(How to complete this task)
Your output should be the lines from the start of the data through the line containing "state is absorbing.", exactly and nothing more.

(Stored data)
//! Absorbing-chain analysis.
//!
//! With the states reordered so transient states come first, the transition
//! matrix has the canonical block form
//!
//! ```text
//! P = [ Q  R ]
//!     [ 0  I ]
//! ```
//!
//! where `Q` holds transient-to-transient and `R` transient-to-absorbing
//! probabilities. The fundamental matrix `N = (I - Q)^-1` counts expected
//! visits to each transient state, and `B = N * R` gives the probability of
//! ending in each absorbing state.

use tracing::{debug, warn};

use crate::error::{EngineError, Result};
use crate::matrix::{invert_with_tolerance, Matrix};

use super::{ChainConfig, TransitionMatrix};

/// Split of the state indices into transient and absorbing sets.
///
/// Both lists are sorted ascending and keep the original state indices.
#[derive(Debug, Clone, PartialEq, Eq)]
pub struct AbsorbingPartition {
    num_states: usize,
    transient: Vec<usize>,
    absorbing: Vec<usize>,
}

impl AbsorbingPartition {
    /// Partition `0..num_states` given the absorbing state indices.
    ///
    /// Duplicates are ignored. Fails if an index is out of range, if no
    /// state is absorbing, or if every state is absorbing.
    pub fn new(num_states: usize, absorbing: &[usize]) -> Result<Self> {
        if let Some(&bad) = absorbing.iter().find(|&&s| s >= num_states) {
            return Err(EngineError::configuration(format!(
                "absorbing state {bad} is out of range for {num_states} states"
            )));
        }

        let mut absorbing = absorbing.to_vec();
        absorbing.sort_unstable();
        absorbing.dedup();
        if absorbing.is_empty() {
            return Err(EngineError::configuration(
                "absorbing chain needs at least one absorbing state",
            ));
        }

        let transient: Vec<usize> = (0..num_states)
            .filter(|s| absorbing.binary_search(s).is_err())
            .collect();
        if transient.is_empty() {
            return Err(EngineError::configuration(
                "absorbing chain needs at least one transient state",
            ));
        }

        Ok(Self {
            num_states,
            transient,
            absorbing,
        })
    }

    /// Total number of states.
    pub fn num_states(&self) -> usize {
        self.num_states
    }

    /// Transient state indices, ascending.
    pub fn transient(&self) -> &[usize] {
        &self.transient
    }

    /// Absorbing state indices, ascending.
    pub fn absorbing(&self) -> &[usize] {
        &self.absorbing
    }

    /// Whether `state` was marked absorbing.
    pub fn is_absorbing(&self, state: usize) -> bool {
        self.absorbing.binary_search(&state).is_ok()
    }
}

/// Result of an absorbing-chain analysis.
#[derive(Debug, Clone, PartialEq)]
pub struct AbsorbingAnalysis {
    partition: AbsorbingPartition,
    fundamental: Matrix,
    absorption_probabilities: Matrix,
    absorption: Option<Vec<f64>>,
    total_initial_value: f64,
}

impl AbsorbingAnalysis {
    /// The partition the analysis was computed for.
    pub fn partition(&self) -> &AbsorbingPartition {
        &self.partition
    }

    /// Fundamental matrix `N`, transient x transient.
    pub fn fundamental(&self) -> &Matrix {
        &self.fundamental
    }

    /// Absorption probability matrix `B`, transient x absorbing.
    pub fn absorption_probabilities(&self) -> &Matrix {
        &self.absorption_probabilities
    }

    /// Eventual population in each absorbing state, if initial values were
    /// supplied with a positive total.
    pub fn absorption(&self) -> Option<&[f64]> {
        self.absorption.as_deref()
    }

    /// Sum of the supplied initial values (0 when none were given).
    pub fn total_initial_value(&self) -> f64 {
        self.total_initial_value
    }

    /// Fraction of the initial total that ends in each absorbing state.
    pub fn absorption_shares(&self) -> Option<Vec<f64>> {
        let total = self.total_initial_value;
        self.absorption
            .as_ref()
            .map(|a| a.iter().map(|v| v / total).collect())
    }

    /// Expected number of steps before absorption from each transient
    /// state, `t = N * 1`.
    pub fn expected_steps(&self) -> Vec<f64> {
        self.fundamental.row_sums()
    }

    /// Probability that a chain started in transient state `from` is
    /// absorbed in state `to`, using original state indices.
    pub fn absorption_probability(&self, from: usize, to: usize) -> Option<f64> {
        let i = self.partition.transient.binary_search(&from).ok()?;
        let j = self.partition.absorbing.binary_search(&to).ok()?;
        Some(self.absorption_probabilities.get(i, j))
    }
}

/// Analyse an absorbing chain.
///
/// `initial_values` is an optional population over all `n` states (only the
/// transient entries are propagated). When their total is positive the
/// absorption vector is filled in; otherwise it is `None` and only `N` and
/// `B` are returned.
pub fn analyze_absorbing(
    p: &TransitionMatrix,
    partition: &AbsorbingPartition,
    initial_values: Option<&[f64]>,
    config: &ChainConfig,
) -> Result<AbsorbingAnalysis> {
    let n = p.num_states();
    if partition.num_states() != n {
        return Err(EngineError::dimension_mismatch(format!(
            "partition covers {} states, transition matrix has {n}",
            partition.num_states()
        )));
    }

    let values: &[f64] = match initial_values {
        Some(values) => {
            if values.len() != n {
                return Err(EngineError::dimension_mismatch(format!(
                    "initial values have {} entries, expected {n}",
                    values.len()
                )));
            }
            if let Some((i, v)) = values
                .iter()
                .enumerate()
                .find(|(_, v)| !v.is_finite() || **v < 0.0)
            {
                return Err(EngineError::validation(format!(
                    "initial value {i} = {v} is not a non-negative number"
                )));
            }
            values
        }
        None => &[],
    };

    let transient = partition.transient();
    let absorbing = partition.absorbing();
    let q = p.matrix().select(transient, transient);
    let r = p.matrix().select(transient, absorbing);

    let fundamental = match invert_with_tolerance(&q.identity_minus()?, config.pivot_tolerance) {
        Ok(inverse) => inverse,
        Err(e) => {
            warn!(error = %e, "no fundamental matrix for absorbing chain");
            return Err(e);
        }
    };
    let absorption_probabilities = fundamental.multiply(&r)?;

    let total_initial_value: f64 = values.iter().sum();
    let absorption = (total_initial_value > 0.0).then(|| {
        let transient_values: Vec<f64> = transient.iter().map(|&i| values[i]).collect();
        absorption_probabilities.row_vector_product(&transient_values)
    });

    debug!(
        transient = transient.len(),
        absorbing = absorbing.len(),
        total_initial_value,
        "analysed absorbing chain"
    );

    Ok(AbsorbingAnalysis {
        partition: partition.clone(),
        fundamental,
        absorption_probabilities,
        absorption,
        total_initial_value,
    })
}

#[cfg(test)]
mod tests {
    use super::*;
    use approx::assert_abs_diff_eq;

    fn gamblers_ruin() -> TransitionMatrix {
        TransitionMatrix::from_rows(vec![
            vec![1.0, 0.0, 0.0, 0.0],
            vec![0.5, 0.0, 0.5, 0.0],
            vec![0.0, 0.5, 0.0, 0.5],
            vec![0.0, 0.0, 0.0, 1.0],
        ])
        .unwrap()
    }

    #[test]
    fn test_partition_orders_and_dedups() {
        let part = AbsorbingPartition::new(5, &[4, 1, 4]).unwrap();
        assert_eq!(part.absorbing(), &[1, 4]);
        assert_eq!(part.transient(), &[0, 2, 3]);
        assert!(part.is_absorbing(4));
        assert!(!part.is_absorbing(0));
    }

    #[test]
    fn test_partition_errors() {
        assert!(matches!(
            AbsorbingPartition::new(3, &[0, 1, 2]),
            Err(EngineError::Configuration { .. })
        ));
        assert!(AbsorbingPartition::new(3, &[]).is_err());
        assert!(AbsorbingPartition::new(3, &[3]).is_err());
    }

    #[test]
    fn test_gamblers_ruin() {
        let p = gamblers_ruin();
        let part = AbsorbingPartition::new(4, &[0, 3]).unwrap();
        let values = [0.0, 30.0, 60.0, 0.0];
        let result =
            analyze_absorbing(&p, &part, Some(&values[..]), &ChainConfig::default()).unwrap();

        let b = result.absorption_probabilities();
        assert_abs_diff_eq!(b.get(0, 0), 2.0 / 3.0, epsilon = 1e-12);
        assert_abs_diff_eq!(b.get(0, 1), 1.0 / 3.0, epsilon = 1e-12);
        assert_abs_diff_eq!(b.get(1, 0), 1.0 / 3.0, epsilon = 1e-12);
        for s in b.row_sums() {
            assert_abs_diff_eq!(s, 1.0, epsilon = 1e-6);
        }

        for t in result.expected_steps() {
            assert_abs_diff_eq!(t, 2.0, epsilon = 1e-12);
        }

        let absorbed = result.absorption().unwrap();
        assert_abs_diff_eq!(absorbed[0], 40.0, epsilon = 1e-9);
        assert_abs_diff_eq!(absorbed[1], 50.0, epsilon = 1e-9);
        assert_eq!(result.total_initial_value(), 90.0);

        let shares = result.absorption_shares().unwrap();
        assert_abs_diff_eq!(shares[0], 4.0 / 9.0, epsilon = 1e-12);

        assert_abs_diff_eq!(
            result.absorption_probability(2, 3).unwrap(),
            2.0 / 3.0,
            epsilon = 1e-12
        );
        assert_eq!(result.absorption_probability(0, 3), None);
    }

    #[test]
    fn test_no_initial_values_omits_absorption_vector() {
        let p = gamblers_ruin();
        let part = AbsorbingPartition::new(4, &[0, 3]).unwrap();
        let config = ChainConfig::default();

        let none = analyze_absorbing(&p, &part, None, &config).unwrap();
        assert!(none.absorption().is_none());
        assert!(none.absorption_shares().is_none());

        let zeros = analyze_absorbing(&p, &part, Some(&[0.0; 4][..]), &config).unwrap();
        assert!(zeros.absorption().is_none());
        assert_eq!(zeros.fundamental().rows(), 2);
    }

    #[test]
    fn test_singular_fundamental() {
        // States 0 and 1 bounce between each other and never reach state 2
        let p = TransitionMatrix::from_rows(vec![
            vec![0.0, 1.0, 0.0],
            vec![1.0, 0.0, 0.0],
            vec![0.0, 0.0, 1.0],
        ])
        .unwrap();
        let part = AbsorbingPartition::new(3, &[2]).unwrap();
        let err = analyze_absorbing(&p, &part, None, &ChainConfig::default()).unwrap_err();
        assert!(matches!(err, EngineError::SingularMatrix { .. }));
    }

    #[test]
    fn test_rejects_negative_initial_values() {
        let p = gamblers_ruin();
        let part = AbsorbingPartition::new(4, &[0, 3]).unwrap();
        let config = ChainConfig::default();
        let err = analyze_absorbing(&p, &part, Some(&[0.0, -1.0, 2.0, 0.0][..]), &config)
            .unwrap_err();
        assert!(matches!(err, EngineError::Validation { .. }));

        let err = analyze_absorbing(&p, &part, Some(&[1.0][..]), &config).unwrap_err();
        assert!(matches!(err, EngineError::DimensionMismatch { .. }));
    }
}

(Written reply)
//! Absorbing-chain analysis.
//!
//! With the states reordered so transient states come first, the transition
//! matrix has the canonical block form
//!
//! ```text
//! P = [ Q  R ]
//!     [ 0  I ]
//! ```
//!
//! where `Q` holds transient-to-transient and `R` transient-to-absorbing
//! probabilities. The fundamental matrix `N = (I - Q)^-1` counts expected
//! visits to each transient state, and `B = N * R` gives the probability of
//! ending in each absorbing state.

use tracing::{debug, warn};

use crate::error::{EngineError, Result};
use crate::matrix::{invert_with_tolerance, Matrix};

use super::{ChainConfig, TransitionMatrix};

/// Split of the state indices into transient and absorbing sets.
///
/// Both lists are sorted ascending and keep the original state indices.
#[derive(Debug, Clone, PartialEq, Eq)]
pub struct AbsorbingPartition {
    num_states: usize,
    transient: Vec<usize>,
    absorbing: Vec<usize>,
}

impl AbsorbingPartition {
    /// Partition `0..num_states` given the absorbing state indices.
    ///
    /// Duplicates are ignored. Fails if an index is out of range, if no
    /// state is absorbing, or if every state is absorbing.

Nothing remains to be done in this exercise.